> _WORK TO BE COMPLETED_: Which lines of the data below hold "Debug"? Copy each of them.

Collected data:
● ● ● ● ●

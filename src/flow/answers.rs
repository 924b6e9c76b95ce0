//! Collected answers: the normalised values a conversation has accepted.

use std::collections::BTreeMap;

use serde::{Deserialize, Serialize};

/// A normalised answer value.
///
/// Serialised untagged, so an answers map reads naturally as JSON:
/// `{"size": "large", "tender_days": 10}`.
#[derive(Debug, Clone, PartialEq, Eq, Serialize, Deserialize)]
#[serde(untagged)]
pub enum AnswerValue {
    Number(u32),
    Text(String),
}

impl AnswerValue {
    pub fn as_text(&self) -> Option<&str> {
        match self {
            Self::Text(s) => Some(s),
            Self::Number(_) => None,
        }
    }

    pub fn as_number(&self) -> Option<u32> {
        match self {
            Self::Number(n) => Some(*n),
            Self::Text(_) => None,
        }
    }
}

impl std::fmt::Display for AnswerValue {
    fn fmt(&self, f: &mut std::fmt::Formatter<'_>) -> std::fmt::Result {
        match self {
            Self::Number(n) => write!(f, "{n}"),
            Self::Text(s) => write!(f, "{s}"),
        }
    }
}

impl From<&str> for AnswerValue {
    fn from(s: &str) -> Self {
        Self::Text(s.to_string())
    }
}

impl From<String> for AnswerValue {
    fn from(s: String) -> Self {
        Self::Text(s)
    }
}

impl From<u32> for AnswerValue {
    fn from(n: u32) -> Self {
        Self::Number(n)
    }
}

/// Field name → normalised value.
///
/// Only grows: there is no removal operation. Keys are kept sorted so
/// serialised snapshots are stable.
#[derive(Debug, Clone, Default, PartialEq, Eq, Serialize, Deserialize)]
#[serde(transparent)]
pub struct CollectedAnswers(BTreeMap<String, AnswerValue>);

impl CollectedAnswers {
    pub fn new() -> Self {
        Self::default()
    }

    /// Record an answer for `field`.
    pub fn record(&mut self, field: impl Into<String>, value: impl Into<AnswerValue>) {
        self.0.insert(field.into(), value.into());
    }

    /// Builder-style [`record`](Self::record), handy for fixtures.
    pub fn with(mut self, field: impl Into<String>, value: impl Into<AnswerValue>) -> Self {
        self.record(field, value);
        self
    }

    pub fn get(&self, field: &str) -> Option<&AnswerValue> {
        self.0.get(field)
    }

    pub fn contains(&self, field: &str) -> bool {
        self.0.contains_key(field)
    }

    pub fn len(&self) -> usize {
        self.0.len()
    }

    pub fn is_empty(&self) -> bool {
        self.0.is_empty()
    }

    pub fn iter(&self) -> impl Iterator<Item = (&str, &AnswerValue)> {
        self.0.iter().map(|(k, v)| (k.as_str(), v))
    }
}
//! Lead notifications: fire-and-forget hand-off from request handlers to a
//! background worker that tells the sales team.
//!
//! Handlers call [`NotificationDispatcher::dispatch`], which never blocks
//! and never fails. A single worker task drains the queue into a
//! [`LeadNotifier`]; delivery failures are logged and dropped.

pub mod email;

use std::sync::Arc;

use async_trait::async_trait;
use chrono::{DateTime, Utc};
use serde::Serialize;
use tokio::sync::mpsc;
use tokio::sync::mpsc::error::TrySendError;
use tracing::{info, warn};
use uuid::Uuid;

use crate::error::NotifyError;
use crate::flow::answers::CollectedAnswers;
use crate::flow::catalog::FlowKind;
use crate::scoring::ScoreResult;

pub use email::EmailNotifier;

/// A scored lead ready to send to the sales team.
#[derive(Debug, Clone, Serialize)]
pub struct LeadNotification {
    pub id: Uuid,
    pub flow: FlowKind,
    pub answers: CollectedAnswers,
    pub result: ScoreResult,
    pub submitted_at: DateTime<Utc>,
}

impl LeadNotification {
    pub fn new(flow: FlowKind, answers: CollectedAnswers, result: ScoreResult) -> Self {
        Self {
            id: Uuid::new_v4(),
            flow,
            answers,
            result,
            submitted_at: Utc::now(),
        }
    }

    /// Text answer for `field`, or `"N/A"`.
    pub fn answer(&self, field: &str) -> String {
        self.answers
            .get(field)
            .map(|v| v.to_string())
            .unwrap_or_else(|| "N/A".to_string())
    }
}

/// A sink for scored leads.
#[async_trait]
pub trait LeadNotifier: Send + Sync {
    /// Name used in logs and errors.
    fn name(&self) -> &str;

    async fn notify(&self, lead: &LeadNotification) -> Result<(), NotifyError>;
}

/// Writes leads to the log. Used when SMTP is not configured.
pub struct LogNotifier;

#[async_trait]
impl LeadNotifier for LogNotifier {
    fn name(&self) -> &str {
        "log"
    }

    async fn notify(&self, lead: &LeadNotification) -> Result<(), NotifyError> {
        info!(
            lead_id = %lead.id,
            company = %lead.answer("company_name"),
            email = %lead.answer("email"),
            score = lead.result.score,
            urgency = %lead.result.urgency,
            action = %lead.result.action,
            "New lead"
        );
        Ok(())
    }
}

/// Sending half of the notification queue. Cheap to clone.
#[derive(Debug, Clone)]
pub struct NotificationDispatcher {
    tx: mpsc::Sender<LeadNotification>,
}

impl NotificationDispatcher {
    /// Queue a lead without waiting. Returns whether it was queued; a full
    /// or closed queue drops the lead with a warning.
    pub fn dispatch(&self, lead: LeadNotification) -> bool {
        match self.tx.try_send(lead) {
            Ok(()) => true,
            Err(TrySendError::Full(lead)) => {
                warn!(lead_id = %lead.id, "Notification queue full, dropping lead notification");
                false
            }
            Err(TrySendError::Closed(lead)) => {
                warn!(lead_id = %lead.id, "Notification worker gone, dropping lead notification");
                false
            }
        }
    }
}

/// Create a bounded notification queue.
pub fn notification_channel(
    capacity: usize,
) -> (NotificationDispatcher, mpsc::Receiver<LeadNotification>) {
    let (tx, rx) = mpsc::channel(capacity.max(1));
    (NotificationDispatcher { tx }, rx)
}

/// Drain the queue into `notifier` until every dispatcher is dropped.
pub fn spawn_notification_worker(
    mut rx: mpsc::Receiver<LeadNotification>,
    notifier: Arc<dyn LeadNotifier>,
) -> tokio::task::JoinHandle<()> {
    tokio::spawn(async move {
        info!(notifier = notifier.name(), "Notification worker started");
        while let Some(lead) = rx.recv().await {
            match notifier.notify(&lead).await {
                Ok(()) => info!(
                    lead_id = %lead.id,
                    notifier = notifier.name(),
                    "Lead notification delivered"
                ),
                Err(e) => warn!(
                    lead_id = %lead.id,
                    notifier = notifier.name(),
                    error = %e,
                    "Lead notification failed"
                ),
            }
        }
        info!(notifier = notifier.name(), "Notification worker stopped");
    })
}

● ● ● ● ●

> _THE COMPLETED TASK_:
#[derive(Debug, Clone, PartialEq, Eq, Serialize, Deserialize)]
#[derive(Debug, Clone, Default, PartialEq, Eq, Serialize, Deserialize)]
#[derive(Debug, Clone, Serialize)]
#[derive(Debug, Clone)]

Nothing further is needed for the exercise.